Спектакль сошел блестяще. Так, по крайней мере, всем нам, участникам, казалось. Но для меня это был праздник вдвойне. Во‑первых, я целыми днями находился в обществе Ати – у нас, у себя дома, тогда как в иное время не было возможности ее к нам затащить – ей все казалось, что наши косо на нее смотрят. А затем я действительно был горд и доволен своей работой – что я с ней справился, что довел ее до конца.

Успех моей «Дочери фараона» утвердил мое намерение посвятить себя театру. С осени же я решил, не покидая гимназии, поступить вольноприходящим в Академию художеств, где в то время еще существовал специальный класс театральной живописи.

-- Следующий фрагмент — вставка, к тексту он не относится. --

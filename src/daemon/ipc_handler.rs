//! Bridge request handler for the backend daemon

use anyhow::{Context, Result};
use std::sync::Arc;
use tokio::net::UnixStream;
use tokio::sync::{mpsc, Mutex};
use tracing::{debug, error, info, warn};

use super::backend::Backend;
use super::ryzenadj::CommandRunner;
use crate::ipc::{read_frame, write_message, BackendRequest, BackendResponse};

/// Serve requests on one connection until the client hangs up
pub async fn handle_connection<R: CommandRunner>(
    mut stream: UnixStream,
    backend: Arc<Mutex<Backend<R>>>,
    shutdown_tx: mpsc::Sender<()>,
) -> Result<()> {
    debug!("Client connected to backend");

    while let Some(request) = read_frame::<_, BackendRequest>(&mut stream).await? {
        let response = dispatch(request, &backend, &shutdown_tx).await;
        write_message(&mut stream, &response)
            .await
            .context("Failed to send response")?;
    }

    debug!("Client disconnected from backend");
    Ok(())
}

pub(crate) async fn dispatch<R: CommandRunner>(
    request: BackendRequest,
    backend: &Mutex<Backend<R>>,
    shutdown_tx: &mpsc::Sender<()>,
) -> BackendResponse {
    match request {
        BackendRequest::ActiveState => {
            info!("request: active_state");
            let (first_update, state) = backend.lock().await.active_state();
            BackendResponse::ActiveState { first_update, state }
        }

        BackendRequest::UpdateConfiguration(config) => {
            info!("request: update_configuration");
            match backend.lock().await.update(config).await {
                Ok(report) => {
                    debug!(?report, "update_configuration response");
                    BackendResponse::Updated(report)
                }
                Err(e) => {
                    warn!(error = ?e, "Configuration update failed");
                    BackendResponse::Error(format!("{e:#}"))
                }
            }
        }

        BackendRequest::SystemResumed => {
            info!("request: system_resumed");
            // The caller does not wait on the outcome; failures are only logged
            match backend.lock().await.reapply().await {
                Ok(invocation) if !invocation.succeeded() => {
                    warn!(returncode = invocation.returncode, "Reapply after resume failed");
                }
                Ok(_) => {}
                Err(e) => error!(error = ?e, "Reapply after resume failed"),
            }
            BackendResponse::Ack
        }

        BackendRequest::Ping => BackendResponse::Pong,

        BackendRequest::Shutdown => {
            info!("Received shutdown request via IPC");
            shutdown_tx.send(()).await.ok();
            BackendResponse::Ack
        }
    }
}

#[cfg(test)]
mod tests {
    use super::*;
    use crate::config::{ConfigChange, Configuration};
    use crate::daemon::backend::tests::FakeRunner;
    use std::path::PathBuf;

    fn shared(runner: &FakeRunner) -> Mutex<Backend<FakeRunner>> {
        Mutex::new(Backend::new(
            runner.clone(),
            PathBuf::from("ryzenadj"),
            None,
            Configuration::default(),
        ))
    }

    #[tokio::test]
    async fn test_active_state_reports_first_update() {
        let backend = shared(&FakeRunner::default());
        let (tx, _rx) = mpsc::channel(1);

        let first = dispatch(BackendRequest::ActiveState, &backend, &tx).await;
        let second = dispatch(BackendRequest::ActiveState, &backend, &tx).await;

        assert_eq!(
            first,
            BackendResponse::ActiveState {
                first_update: true,
                state: Configuration::default()
            }
        );
        assert!(matches!(second, BackendResponse::ActiveState { first_update: false, .. }));
    }

    #[tokio::test]
    async fn test_failed_update_becomes_error_response() {
        let runner = FakeRunner::default();
        runner.fail_with(1);
        let backend = shared(&runner);
        let (tx, _rx) = mpsc::channel(1);

        let response = dispatch(
            BackendRequest::UpdateConfiguration(
                Configuration::default().with(ConfigChange::SetCpuOffset(-3)),
            ),
            &backend,
            &tx,
        )
        .await;

        assert_eq!(
            response,
            BackendResponse::Error("ryzenadj exited with status 1: device busy".to_string())
        );
    }

    #[tokio::test]
    async fn test_out_of_range_update_never_reaches_ryzenadj() {
        let runner = FakeRunner::default();
        let backend = shared(&runner);
        let (tx, _rx) = mpsc::channel(1);

        let response = dispatch(
            BackendRequest::UpdateConfiguration(Configuration {
                cpu_offset: -2_000_000,
                apply_power_limit: true,
                power_limit_mw: 4_000_000_000,
                ..Configuration::default()
            }),
            &backend,
            &tx,
        )
        .await;

        assert_eq!(
            response,
            BackendResponse::Error(
                "Rejected configuration: CPU offset -2000000 outside -30..=0".to_string()
            )
        );
        assert!(runner.calls().is_empty());
        assert_eq!(backend.lock().await.active(), &Configuration::default());
    }

    #[tokio::test]
    async fn test_system_resumed_reapplies_and_acks() {
        let runner = FakeRunner::default();
        let backend = shared(&runner);
        let (tx, _rx) = mpsc::channel(1);

        let response = dispatch(BackendRequest::SystemResumed, &backend, &tx).await;

        assert_eq!(response, BackendResponse::Ack);
        assert_eq!(runner.calls(), vec![vec!["--set-coall=0x100000".to_string()]]);
    }

    #[tokio::test]
    async fn test_shutdown_signals_main_loop() {
        let backend = shared(&FakeRunner::default());
        let (tx, mut rx) = mpsc::channel(1);

        let response = dispatch(BackendRequest::Shutdown, &backend, &tx).await;

        assert_eq!(response, BackendResponse::Ack);
        assert_eq!(rx.recv().await, Some(()));
    }
}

Особенно сложных формальностей на это не потребовалось, надлежало лишь сдать приемный экзамен, заключавшийся в том, чтоб в два часа времени нарисовать гипсовую голову, а затем в полчаса повторить ее на память. Тут мне пригодились уроки милого Обера, которые он давал по системе П. П. Чистякова. Состояла же эта система из перенесения на бумагу как основных линий, так и всех деталей посредством непрестанных «промеров». То и дело надо было вытягивать руку с карандашом вперед и отсчитывать, сколько раз такая‑то часть содержится в какой‑либо другой, принятой за основную. Эта система, основанная на чем‑то совершенно механическом и лишенная всякого осознания, в сущности, плохая, нехудожественная система, но мне, никогда до того не учившемуся и никакой дисциплине не подчинявшемуся, она все же что‑то дала; ее я, во всяком случае, с успехом применил на том вступительном в Академию экзамене, и возможно, что именно благодаря ей мой рисунок оказался удовлетворительным. Бюст, который надлежало срисовать, – был головой Сократа, и я в этом увидал добрый знак, так как переживал эпоху особого преклонения перед греческой культурой, а к Сократу и к его учению питал род нежности.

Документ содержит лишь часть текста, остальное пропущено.